You can replace $\mathrm i$ with $-\mathrm i$ in the Schrödinger equation?

This article is adapted from the letter that I wrote to my professor of quantum mechanics. Background: the professor asked the class why the infinitesimal translation $I-\mathrm i P\varepsilon$ instead of $I+\mathrm i P\varepsilon$ (here $P$ is the momentum operator). I pointed out immediately that this is not a legitimate question to ask because we can freely replace $\mathrm i$ with $-\mathrm i$ in the Schrödinger equation. The original letter was sent at 2023-10-10 16:42 -0700.

Hi! I said in today’s class that it is just a random choice whether we use $\mathrm i$ or $-\mathrm i$ . Here is the justification:

First, mathematically, conjugation is an automorphism of $\mathbb C$ (in the sense of being a field). This fact can be easily verified. It can be easily understood by considering $\mathbb C$ as the extension field $\mathbb R[X]/(X^2+1)$ . Furthermore, due to this fact, all theorems in complex analysis are still valid if we replace every number by its conjugate.

Then, consider replacing $-\mathrm i$ with $\mathrm i$ in the SE, namely changing $\psi' = -\mathrm iH\psi$ into $\psi' = \mathrm iH\psi$ . Due to the mathematical fact above, the new SE should lead to exactly the same theory as our familiar QM because all physically meaningful quantities are real (so that their conjugate are still themselves). The solution to the SE will be $\psi = \psi_0\exp(\mathrm iHt)$ instead of $\psi = \psi_0\exp(-\mathrm iHt)$ , and they are exactly the same except an opposite phase (which does not matter) (given that $\psi_0$ also becomes its original counterpart’s conjugate in the new theory, where by saying “conjugate” here I mean taking the conjugate of all of its coordinates under the basis of eigenvectors of $H$ ).

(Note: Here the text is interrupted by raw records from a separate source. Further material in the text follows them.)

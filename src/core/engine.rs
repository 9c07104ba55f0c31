use crate::domain::model::ImportSummary;
use crate::domain::ports::Pipeline;
use crate::utils::error::Result;

/// Drives a pipeline through its three stages and reports progress.
pub struct ImportEngine<P: Pipeline> {
    pipeline: P,
}

impl<P: Pipeline> ImportEngine<P> {
    pub fn new(pipeline: P) -> Self {
        Self { pipeline }
    }

    pub async fn run(&self) -> Result<(ImportSummary, String)> {
        tracing::info!("starting import");

        let raw = self.pipeline.extract().await?;
        tracing::info!(bytes = raw.len(), "input loaded");

        let summary = self.pipeline.transform(raw).await?;
        tracing::info!(
            total = summary.total,
            accepted = summary.accepted,
            filtered = summary.filtered,
            duplicates = summary.duplicates,
            "records processed"
        );

        let output_path = self.pipeline.load(summary.clone()).await?;
        tracing::info!(%output_path, "output written");

        Ok((summary, output_path))
    }
}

What about time reversal? The time reversal is $t\to-t$ in the SE, which is actually slightly different from $\mathrm i\to-\mathrm i$ because when doing the latter I also assume that we make $\psi_0$ its conjugate, while $t\to-t$ leaves $\psi_0$ unchanged. However, the close connection between conjugate and time reversal does give us a hint about what the T-symmetry looks like in QM: QM does have T-symmetry, but $T$ cannot be a linear operator because it unavoidably involves conjugation. Actually, conjugation often does look like time reversal. For example, $[X,P]=\mathrm i$ becoming $[X,P]=-\mathrm i$ can be either due to conjugation (the $\mathrm i\to-\mathrm i$ here) or due to time reversal ( $P\to-P$ while $X$ unchanged).

Other than saving some minus signs here or there, there is actually a benefit (though minor) about replacing our familiar QM with its conjugate: this makes equations in QM have the same convention as in electrical engineering. Specifically, QM uses $\exp(-\mathrm i E t)$ while EE uses $\exp(\mathrm i\omega t)$ . I don’t know why, but conventions in EM seem to be the same as in QM because they also use $\exp(-\mathrm i\omega t)$ . It seems strange that EE does not use the same conventions in EM.

Back to where this topic was brought up: why is infinitesimal translation identity minus $\mathrm i P \varepsilon$ instead of plus? The answer to this question is the choice we made when we wrote the SE, which is just a matter of convention. The question that can be genuinely asked is this: why is infinitesimal translation identity minus $\varepsilon \mathrm d/\mathrm dx$ instead of plus? The arguments made in class are then valid to answer this question.